Optimal dynamic frequency regulation of renewable energy based hybrid power system utilizing a novel TDF-TIDF controller

Abstract

ABSTRACT Insertion of intermittent natured renewable energy resources in the microgrid to decline global warming and due to highly inconsistent propulsion load, frequency control of the isolated hybrid micro-grid system (HMGs) is the key point of attraction and necessitates a highly competent and robust control strategy. Hence, in this paper, an efficient frequency control mechanism for HMGs is proposed by utilizing an efficient tilt derivative filter-tilt integral derivative filter (TDF-TIDF) controller. HMGs are composed of solar, wind, fuel cell, freezer, diesel engines, heat pumps, and loads. A recently appeared dragonfly algorithm (DFA) is employed to optimize the suggested controllers’ design variables. The dynamic analysis is exhibited with different types of energy storage units under various conditions.
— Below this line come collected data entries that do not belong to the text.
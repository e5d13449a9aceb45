use std::sync::Arc;

use logger::{ALL_GROUP, GLOBAL_GROUP, Group, LogLevels, Logger, LoggerOptions};

use crate::support::Recorder;

#[tokio::test]
async fn named_group_and_global_each_fire_once() {
    let mut logger = Logger::default();
    let custom = Recorder::new("custom", LogLevels::ALL);
    let global = Recorder::new("global", LogLevels::ALL);
    let all = Recorder::new("all", LogLevels::ALL);
    logger.add_group_transport(Some("custom"), Arc::clone(&custom.transport));
    logger.add_global_transport(Arc::clone(&global.transport));
    logger.add_transport(Arc::clone(&all.transport));

    logger.info_group("custom", ["x"]);
    logger.flush().await;

    assert_eq!(custom.seen(), ["x"]);
    assert_eq!(global.seen(), ["x"]);
    assert_eq!(all.count(), 0);
}

#[tokio::test]
async fn every_verb_routes_with_its_level() {
    let mut logger = Logger::new(LoggerOptions::default().with_global_level(LogLevels::NONE));
    let errors = Recorder::new("errors", LogLevels::ERROR);
    let traces = Recorder::new("traces", LogLevels::TRACE);
    logger.make_group("svc", LogLevels::NONE);
    logger.get_group(ALL_GROUP).set_log_level(LogLevels::NONE);
    logger.add_group_transport(Some("svc"), Arc::clone(&errors.transport));
    logger.add_group_transport(Some("svc"), Arc::clone(&traces.transport));

    logger
        .error_group("svc", ["e"])
        .warn_group("svc", ["w"])
        .info_group("svc", ["i"])
        .debug_group("svc", ["d"])
        .trace_group("svc", ["t"]);
    logger.error(["unrouted"]);
    logger.flush().await;

    assert_eq!(errors.seen(), ["e"]);
    assert_eq!(traces.seen(), ["t"]);
}

#[tokio::test]
async fn disabled_group_is_silent_but_global_still_fires() {
    let mut logger = Logger::default();
    let custom = Recorder::new("custom", LogLevels::ALL);
    let global = Recorder::new("global", LogLevels::ALL);
    logger.add_group_transport(Some("custom"), Arc::clone(&custom.transport));
    logger.add_global_transport(Arc::clone(&global.transport));
    logger.disable_group("custom");

    logger.dispatch(Some("custom"), LogLevels::ERROR, ["muted"]).await;

    assert_eq!(custom.count(), 0);
    assert_eq!(global.seen(), ["muted"]);
}

#[test]
fn same_transport_in_two_groups_is_tracked_independently() {
    let recorder = Recorder::new("shared", LogLevels::ALL);
    let mut first = Group::new("first", LogLevels::NONE, true);
    let mut second = Group::new("second", LogLevels::NONE, true);

    assert!(first.add_transport(Arc::clone(&recorder.transport)));
    assert!(!first.add_transport(Arc::clone(&recorder.transport)));
    assert_eq!(first.len(), 1);
    assert!(second.add_transport(Arc::clone(&recorder.transport)));

    assert!(first.remove_transport(&recorder.transport));
    assert!(second.contains(&recorder.transport));
}

#[test]
fn clear_all_forgets_named_groups() {
    let mut logger = Logger::default();
    logger.get_group("custom");
    assert_eq!(logger.group_keys(), [ALL_GROUP, GLOBAL_GROUP, "custom"]);

    logger.clear_all();

    assert_eq!(logger.group_keys(), [ALL_GROUP, GLOBAL_GROUP]);
    assert!(logger.group("custom").is_none());
    assert_eq!(logger.get_group("custom").len(), 0);
    assert_eq!(logger.group_keys(), [ALL_GROUP, GLOBAL_GROUP, "custom"]);
}

#[test]
fn lazily_created_groups_follow_start_policy() {
    let mut logger = Logger::new(LoggerOptions::default().with_groups_start_enabled(false));
    assert!(!logger.get_group("late").is_enabled());
    assert!(logger.group(ALL_GROUP).unwrap().is_enabled());
}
The conditions incorporate perturbations in demanded load and power generation through renewable energy sources. In this study, solar thermal and wind power systems are not contributing to frequency control owing to the plan of their maximum power tracking approach. The dynamic performance of different controllers such as PIDF, TIDF, PDF-PIDF, and TDF-TIDF controllers are evaluated with their design variables tuned by employing genetic algorithm, particle swarm optimization, gravitational search algorithm, quasi harmony search algorithm, grasshopper algorithm and dragonfly algorithm. The output graphs of transient responses and collected statistical data corroborate that the suggested DFA-based TDF-TIDF scheme provides least objective function value (8.1e‒ 07) compared to PDF-PIDF (4.011e‒ 06), TIDF (3.14e‒ 05) and PIDF (5.03e‒ 05), hence, more capable in reducing the oscillations quickly for the system with non-linearities. Moreover, statistical data yielded by DFA is observed superior when evaluated with other existing optimization methods.